* [DATA SHOWN]
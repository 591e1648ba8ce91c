//! A minimal 16:9 template with every region the composer knows about,
//! used when no template file has been provided.

use va_core::Result;

use crate::package::Package;

const NS: &str = concat!(
    r#"xmlns:a="http://schemas.openxmlformats.org/drawingml/2006/main" "#,
    r#"xmlns:r="http://schemas.openxmlformats.org/officeDocument/2006/relationships" "#,
    r#"xmlns:p="http://schemas.openxmlformats.org/presentationml/2006/main""#
);
const DECL: &str = r#"<?xml version="1.0" encoding="UTF-8" standalone="yes"?>"#;
const RELS_NS: &str = "http://schemas.openxmlformats.org/package/2006/relationships";
const REL: &str = "http://schemas.openxmlformats.org/officeDocument/2006/relationships";

const SLIDE_CX: i64 = 12_192_000;
const SLIDE_CY: i64 = 6_858_000;
const MARGIN: i64 = 457_200;
const GUTTER: i64 = 228_600;
const SECTION_COUNT: i64 = 3;

/// Serialized `.pptx` bytes of the built-in template.
pub fn template_bytes() -> Result<Vec<u8>> {
    let mut package = Package::default();
    package.put("[Content_Types].xml", content_types().into_bytes());
    package.put(
        "_rels/.rels",
        relationships(&[("rId1", "officeDocument", "ppt/presentation.xml")]).into_bytes(),
    );
    package.put("ppt/presentation.xml", presentation().into_bytes());
    package.put(
        "ppt/_rels/presentation.xml.rels",
        relationships(&[
            ("rId1", "slideMaster", "slideMasters/slideMaster1.xml"),
            ("rId2", "slide", "slides/slide1.xml"),
            ("rId3", "theme", "theme/theme1.xml"),
        ])
        .into_bytes(),
    );
    package.put("ppt/slideMasters/slideMaster1.xml", slide_master().into_bytes());
    package.put(
        "ppt/slideMasters/_rels/slideMaster1.xml.rels",
        relationships(&[
            ("rId1", "slideLayout", "../slideLayouts/slideLayout1.xml"),
            ("rId2", "theme", "../theme/theme1.xml"),
        ])
        .into_bytes(),
    );
    package.put("ppt/slideLayouts/slideLayout1.xml", slide_layout().into_bytes());
    package.put(
        "ppt/slideLayouts/_rels/slideLayout1.xml.rels",
        relationships(&[("rId1", "slideMaster", "../slideMasters/slideMaster1.xml")]).into_bytes(),
    );
    package.put("ppt/theme/theme1.xml", theme().into_bytes());
    package.put("ppt/slides/slide1.xml", slide().into_bytes());
    package.put(
        "ppt/slides/_rels/slide1.xml.rels",
        relationships(&[("rId1", "slideLayout", "../slideLayouts/slideLayout1.xml")]).into_bytes(),
    );
    package.to_bytes()
}

fn content_types() -> String {
    let overrides = [
        ("/ppt/presentation.xml", "presentationml.presentation.main+xml"),
        ("/ppt/slides/slide1.xml", "presentationml.slide+xml"),
        ("/ppt/slideLayouts/slideLayout1.xml", "presentationml.slideLayout+xml"),
        ("/ppt/slideMasters/slideMaster1.xml", "presentationml.slideMaster+xml"),
        ("/ppt/theme/theme1.xml", "theme+xml"),
    ]
    .iter()
    .map(|(part, kind)| {
        format!(
            r#"<Override PartName="{}" ContentType="application/vnd.openxmlformats-officedocument.{}"/>"#,
            part, kind
        )
    })
    .collect::<String>();

    format!(
        concat!(
            "{}",
            r#"<Types xmlns="http://schemas.openxmlformats.org/package/2006/content-types">"#,
            r#"<Default Extension="rels" ContentType="application/vnd.openxmlformats-package.relationships+xml"/>"#,
            r#"<Default Extension="xml" ContentType="application/xml"/>"#,
            r#"<Default Extension="png" ContentType="image/png"/>"#,
            "{}</Types>"
        ),
        DECL, overrides
    )
}

fn relationships(entries: &[(&str, &str, &str)]) -> String {
    let body: String = entries
        .iter()
        .map(|(id, kind, target)| {
            format!(
                r#"<Relationship Id="{}" Type="{}/{}" Target="{}"/>"#,
                id, REL, kind, target
            )
        })
        .collect();
    format!(r#"{}<Relationships xmlns="{}">{}</Relationships>"#, DECL, RELS_NS, body)
}

fn presentation() -> String {
    format!(
        concat!(
            "{decl}<p:presentation {ns} saveSubsetFonts=\"1\">",
            r#"<p:sldMasterIdLst><p:sldMasterId id="2147483648" r:id="rId1"/></p:sldMasterIdLst>"#,
            r#"<p:sldIdLst><p:sldId id="256" r:id="rId2"/></p:sldIdLst>"#,
            r#"<p:sldSz cx="{cx}" cy="{cy}"/><p:notesSz cx="6858000" cy="9144000"/>"#,
            "</p:presentation>"
        ),
        decl = DECL,
        ns = NS,
        cx = SLIDE_CX,
        cy = SLIDE_CY
    )
}

fn empty_tree() -> &'static str {
    concat!(
        "<p:spTree><p:nvGrpSpPr>",
        r#"<p:cNvPr id="1" name=""/><p:cNvGrpSpPr/><p:nvPr/>"#,
        "</p:nvGrpSpPr><p:grpSpPr/></p:spTree>"
    )
}

fn slide_master() -> String {
    format!(
        concat!(
            "{decl}<p:sldMaster {ns}><p:cSld>{tree}</p:cSld>",
            r#"<p:clrMap bg1="lt1" tx1="dk1" bg2="lt2" tx2="dk2" accent1="accent1" accent2="accent2" "#,
            r#"accent3="accent3" accent4="accent4" accent5="accent5" accent6="accent6" hlink="hlink" folHlink="folHlink"/>"#,
            r#"<p:sldLayoutIdLst><p:sldLayoutId id="2147483649" r:id="rId1"/></p:sldLayoutIdLst>"#,
            "</p:sldMaster>"
        ),
        decl = DECL,
        ns = NS,
        tree = empty_tree()
    )
}

fn slide_layout() -> String {
    format!(
        concat!(
            r#"{decl}<p:sldLayout {ns} type="blank" preserve="1">"#,
            r#"<p:cSld name="Blank">{tree}</p:cSld>"#,
            "<p:clrMapOvr><a:masterClrMapping/></p:clrMapOvr></p:sldLayout>"
        ),
        decl = DECL,
        ns = NS,
        tree = empty_tree()
    )
}

fn theme() -> String {
    let colors = [
        ("dk1", "000000"),
        ("lt1", "FFFFFF"),
        ("dk2", "1F2937"),
        ("lt2", "F3F4F6"),
        ("accent1", "B91C1C"),
        ("accent2", "1D4ED8"),
        ("accent3", "047857"),
        ("accent4", "B45309"),
        ("accent5", "6D28D9"),
        ("accent6", "0E7490"),
        ("hlink", "1D4ED8"),
        ("folHlink", "6D28D9"),
    ]
    .iter()
    .map(|(name, hex)| format!(r#"<a:{0}><a:srgbClr val="{1}"/></a:{0}>"#, name, hex))
    .collect::<String>();

    let fonts = r#"<a:latin typeface="Calibri"/><a:ea typeface=""/><a:cs typeface=""/>"#;
    let fill = r#"<a:solidFill><a:schemeClr val="phClr"/></a:solidFill>"#;
    let line = r#"<a:ln w="9525"><a:solidFill><a:schemeClr val="phClr"/></a:solidFill></a:ln>"#;
    let effect = "<a:effectStyle><a:effectLst/></a:effectStyle>";

    format!(
        concat!(
            r#"{decl}<a:theme xmlns:a="http://schemas.openxmlformats.org/drawingml/2006/main" name="Visual Abstract">"#,
            "<a:themeElements>",
            r#"<a:clrScheme name="Visual Abstract">{colors}</a:clrScheme>"#,
            r#"<a:fontScheme name="Visual Abstract"><a:majorFont>{fonts}</a:majorFont><a:minorFont>{fonts}</a:minorFont></a:fontScheme>"#,
            r#"<a:fmtScheme name="Visual Abstract">"#,
            "<a:fillStyleLst>{fill}{fill}{fill}</a:fillStyleLst>",
            "<a:lnStyleLst>{line}{line}{line}</a:lnStyleLst>",
            "<a:effectStyleLst>{effect}{effect}{effect}</a:effectStyleLst>",
            "<a:bgFillStyleLst>{fill}{fill}{fill}</a:bgFillStyleLst>",
            "</a:fmtScheme></a:themeElements></a:theme>"
        ),
        decl = DECL,
        colors = colors,
        fonts = fonts,
        fill = fill,
        line = line,
        effect = effect
    )
}

struct Region {
    name: String,
    x: i64,
    y: i64,
    cx: i64,
    cy: i64,
    prompt: &'static str,
    size_pt: u32,
    outlined: bool,
}

fn regions() -> Vec<Region> {
    let content_cx = SLIDE_CX - 2 * MARGIN;
    let column_cx = (content_cx - (SECTION_COUNT - 1) * GUTTER) / SECTION_COUNT;
    let lower_y = 3_886_200;
    let lower_cy = 2_057_400;
    let key_points_cx = (content_cx - GUTTER) * 3 / 5;

    let mut regions = vec![Region {
        name: "title".to_string(),
        x: MARGIN,
        y: 228_600,
        cx: content_cx,
        cy: 838_200,
        prompt: "Article title",
        size_pt: 22,
        outlined: false,
    }];

    for i in 0..SECTION_COUNT {
        let x = MARGIN + i * (column_cx + GUTTER);
        regions.push(Region {
            name: format!("section_{}_heading", i + 1),
            x,
            y: 1_143_000,
            cx: column_cx,
            cy: 381_000,
            prompt: "Section heading",
            size_pt: 16,
            outlined: false,
        });
        regions.push(Region {
            name: format!("section_{}_body", i + 1),
            x,
            y: 1_524_000,
            cx: column_cx,
            cy: 2_209_800,
            prompt: "Section text",
            size_pt: 14,
            outlined: false,
        });
    }

    regions.push(Region {
        name: "key_points".to_string(),
        x: MARGIN,
        y: lower_y,
        cx: key_points_cx,
        cy: lower_cy,
        prompt: "Key points",
        size_pt: 14,
        outlined: false,
    });
    regions.push(Region {
        name: "figure".to_string(),
        x: MARGIN + key_points_cx + GUTTER,
        y: lower_y,
        cx: content_cx - key_points_cx - GUTTER,
        cy: lower_cy,
        prompt: "",
        size_pt: 14,
        outlined: true,
    });
    regions.push(Region {
        name: "footer_citation".to_string(),
        x: MARGIN,
        y: 6_096_000,
        cx: content_cx,
        cy: 533_400,
        prompt: "Citation",
        size_pt: 10,
        outlined: false,
    });
    regions
}

fn shape_xml(id: usize, region: &Region) -> String {
    let outline = if region.outlined {
        r#"<a:ln w="12700"><a:solidFill><a:srgbClr val="9CA3AF"/></a:solidFill><a:prstDash val="dash"/></a:ln>"#
    } else {
        "<a:ln><a:noFill/></a:ln>"
    };
    let paragraph = if region.prompt.is_empty() {
        r#"<a:p><a:endParaRPr lang="en-US" dirty="0"/></a:p>"#.to_string()
    } else {
        format!(
            r#"<a:p><a:r><a:rPr lang="en-US" sz="{}" dirty="0"/><a:t>{}</a:t></a:r></a:p>"#,
            region.size_pt * 100,
            region.prompt
        )
    };

    format!(
        concat!(
            "<p:sp><p:nvSpPr>",
            r#"<p:cNvPr id="{id}" name="{name}"/><p:cNvSpPr txBox="1"/><p:nvPr/>"#,
            "</p:nvSpPr><p:spPr>",
            r#"<a:xfrm><a:off x="{x}" y="{y}"/><a:ext cx="{cx}" cy="{cy}"/></a:xfrm>"#,
            r#"<a:prstGeom prst="rect"><a:avLst/></a:prstGeom><a:noFill/>{outline}"#,
            "</p:spPr><p:txBody>",
            r#"<a:bodyPr wrap="square" rtlCol="0"><a:normAutofit/></a:bodyPr><a:lstStyle/>{paragraph}"#,
            "</p:txBody></p:sp>"
        ),
        id = id,
        name = region.name,
        x = region.x,
        y = region.y,
        cx = region.cx,
        cy = region.cy,
        outline = outline,
        paragraph = paragraph
    )
}

fn slide() -> String {
    let shapes: String = regions()
        .iter()
        .enumerate()
        .map(|(i, region)| shape_xml(i + 2, region))
        .collect();

    format!(
        concat!(
            "{decl}<p:sld {ns}><p:cSld><p:spTree><p:nvGrpSpPr>",
            r#"<p:cNvPr id="1" name=""/><p:cNvGrpSpPr/><p:nvPr/></p:nvGrpSpPr>"#,
            r#"<p:grpSpPr><a:xfrm><a:off x="0" y="0"/><a:ext cx="0" cy="0"/><a:chOff x="0" y="0"/><a:chExt cx="0" cy="0"/></a:xfrm></p:grpSpPr>"#,
            "{shapes}</p:spTree></p:cSld>",
            "<p:clrMapOvr><a:masterClrMapping/></p:clrMapOvr></p:sld>"
        ),
        decl = DECL,
        ns = NS,
        shapes = shapes
    )
}

#[cfg(test)]
mod tests {
    use super::*;
    use crate::slide::index_shapes;

    #[test]
    fn test_builtin_parts_parse() {
        let package = Package::read(&template_bytes().unwrap()).unwrap();
        assert_eq!(package.first_slide_path().unwrap(), "ppt/slides/slide1.xml");

        let shapes = index_shapes(&package.get_str("ppt/slides/slide1.xml").unwrap()).unwrap();
        assert_eq!(shapes.len(), 10);
        assert!(shapes.iter().all(|s| s.frame.is_some()));
        // every shape id is unique
        let mut ids: Vec<_> = shapes.iter().map(|s| s.id).collect();
        ids.dedup();
        assert_eq!(ids.len(), 10);
    }

    #[test]
    fn test_regions_stay_on_slide() {
        for region in regions() {
            assert!(region.x >= 0 && region.x + region.cx <= SLIDE_CX, "{}", region.name);
            assert!(region.y >= 0 && region.y + region.cy <= SLIDE_CY, "{}", region.name);
        }
    }
}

* [TASK OBJECTIVE]
Using the listing above, gather each line that holds the string "paragraph" and copy it.

* [WRITTEN RESPONSE]
    let paragraph = if region.prompt.is_empty() {
            r#"<a:bodyPr wrap="square" rtlCol="0"><a:normAutofit/></a:bodyPr><a:lstStyle/>{paragraph}"#,
        paragraph = paragraph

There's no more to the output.